● **Your task**: Report all lines from the entries below in which "HeaderValue" appears.

^^^^^^^^^^^^^^^^

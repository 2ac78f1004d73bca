/// Error handling for the API server
///
/// Handlers return `ApiResult<T>`; the error side converts into a JSON
/// response with a matching status code. Domain errors from the services
/// convert with `?`.
///
/// # Response body
///
/// ```json
/// { "error": "not_found", "message": "Task with id 7 not found" }
/// ```
///
/// Rate-limited requests get a different body, see
/// [`RateLimitResponse`].

use axum::{
    extract::rejection::JsonRejection,
    http::{header, HeaderValue, StatusCode},
    response::{IntoResponse, Response},
    Json,
};
use chrono::{DateTime, Utc};
use serde::{Deserialize, Serialize};
use std::fmt;
use task_service_shared::models::PageError;
use task_service_shared::services::ServiceError;

/// API result type alias
pub type ApiResult<T> = Result<T, ApiError>;

#[derive(Debug)]
pub enum ApiError {
    /// Bad request (400)
    BadRequest(String),

    /// Not found (404)
    NotFound(String),

    /// Conflict (409), e.g. duplicate username
    Conflict(String),

    /// Request body failed validation (400)
    ValidationError(Vec<ValidationErrorDetail>),

    /// Too many requests (429)
    RateLimitExceeded {
        retry_after: u64,
        message: String,
        path: String,
    },

    /// Internal server error (500); the message is logged, never returned
    InternalError(String),
}

/// Validation error detail
#[derive(Debug, Clone, PartialEq, Eq, Serialize, Deserialize)]
pub struct ValidationErrorDetail {
    pub field: String,
    pub message: String,
}

/// Error response format
#[derive(Debug, Serialize, Deserialize)]
pub struct ErrorResponse {
    /// Error code (e.g. "bad_request", "not_found")
    pub error: String,

    pub message: String,

    #[serde(skip_serializing_if = "Option::is_none")]
    pub details: Option<Vec<ValidationErrorDetail>>,
}

/// Body of a 429 response
#[derive(Debug, Serialize, Deserialize)]
#[serde(rename_all = "camelCase")]
pub struct RateLimitResponse {
    pub timestamp: DateTime<Utc>,
    pub status: u16,
    pub error: String,
    pub message: String,
    pub path: String,
    pub retry_after: u64,
}

impl fmt::Display for ApiError {
    fn fmt(&self, f: &mut fmt::Formatter<'_>) -> fmt::Result {
        match self {
            ApiError::BadRequest(msg) => write!(f, "Bad request: {}", msg),
            ApiError::NotFound(msg) => write!(f, "Not found: {}", msg),
            ApiError::Conflict(msg) => write!(f, "Conflict: {}", msg),
            ApiError::ValidationError(errors) => {
                write!(f, "Validation failed: {} errors", errors.len())
            }
            ApiError::RateLimitExceeded { message, .. } => write!(f, "Rate limit exceeded: {}", message),
            ApiError::InternalError(msg) => write!(f, "Internal error: {}", msg),
        }
    }
}

impl std::error::Error for ApiError {}

impl IntoResponse for ApiError {
    fn into_response(self) -> Response {
        let (status, error_code, message, details) = match self {
            ApiError::RateLimitExceeded {
                retry_after,
                message,
                path,
            } => return rate_limit_response(retry_after, message, path),
            ApiError::BadRequest(msg) => (StatusCode::BAD_REQUEST, "bad_request", msg, None),
            ApiError::NotFound(msg) => (StatusCode::NOT_FOUND, "not_found", msg, None),
            ApiError::Conflict(msg) => (StatusCode::CONFLICT, "conflict", msg, None),
            ApiError::ValidationError(errors) => (
                StatusCode::BAD_REQUEST,
                "validation_error",
                "Request validation failed".to_string(),
                Some(errors),
            ),
            ApiError::InternalError(msg) => {
                tracing::error!("Internal error: {}", msg);
                (
                    StatusCode::INTERNAL_SERVER_ERROR,
                    "internal_error",
                    "An internal error occurred".to_string(),
                    None,
                )
            }
        };

        let body = Json(ErrorResponse {
            error: error_code.to_string(),
            message,
            details,
        });

        (status, body).into_response()
    }
}

fn rate_limit_response(retry_after: u64, message: String, path: String) -> Response {
    let status = StatusCode::TOO_MANY_REQUESTS;
    let body = Json(RateLimitResponse {
        timestamp: Utc::now(),
        status: status.as_u16(),
        error: "Too Many Requests".to_string(),
        message,
        path,
        retry_after,
    });

    let mut response = (status, body).into_response();
    response
        .headers_mut()
        .insert(header::RETRY_AFTER, HeaderValue::from(retry_after));
    response
}

impl From<ServiceError> for ApiError {
    fn from(err: ServiceError) -> Self {
        match err {
            ServiceError::RoleNotFound(_)
            | ServiceError::UserNotFound(_)
            | ServiceError::EntityNotFound { .. } => ApiError::NotFound(err.to_string()),
            ServiceError::BadRequest(msg) => ApiError::BadRequest(msg),
            ServiceError::Conflict(msg) => ApiError::Conflict(msg),
            ServiceError::Password(_) | ServiceError::Repository(_) => ApiError::InternalError(err.to_string()),
        }
    }
}

impl From<PageError> for ApiError {
    fn from(err: PageError) -> Self {
        ApiError::BadRequest(err.to_string())
    }
}

impl From<validator::ValidationErrors> for ApiError {
    fn from(errors: validator::ValidationErrors) -> Self {
        let details = errors
            .field_errors()
            .into_iter()
            .flat_map(|(field, errors)| {
                errors.iter().map(move |error| ValidationErrorDetail {
                    field: field.to_string(),
                    message: error
                        .message
                        .as_ref()
                        .map(|m| m.to_string())
                        .unwrap_or_else(|| format!("Invalid {}", field)),
                })
            })
            .collect();

        ApiError::ValidationError(details)
    }
}

/// Malformed or mistyped JSON bodies are client errors
impl From<JsonRejection> for ApiError {
    fn from(rejection: JsonRejection) -> Self {
        ApiError::BadRequest(rejection.body_text())
    }
}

^^^^^^^^^^^^^^^^

● **Answer for this exercise**:
    http::{header, HeaderValue, StatusCode},
        .insert(header::RETRY_AFTER, HeaderValue::from(retry_after));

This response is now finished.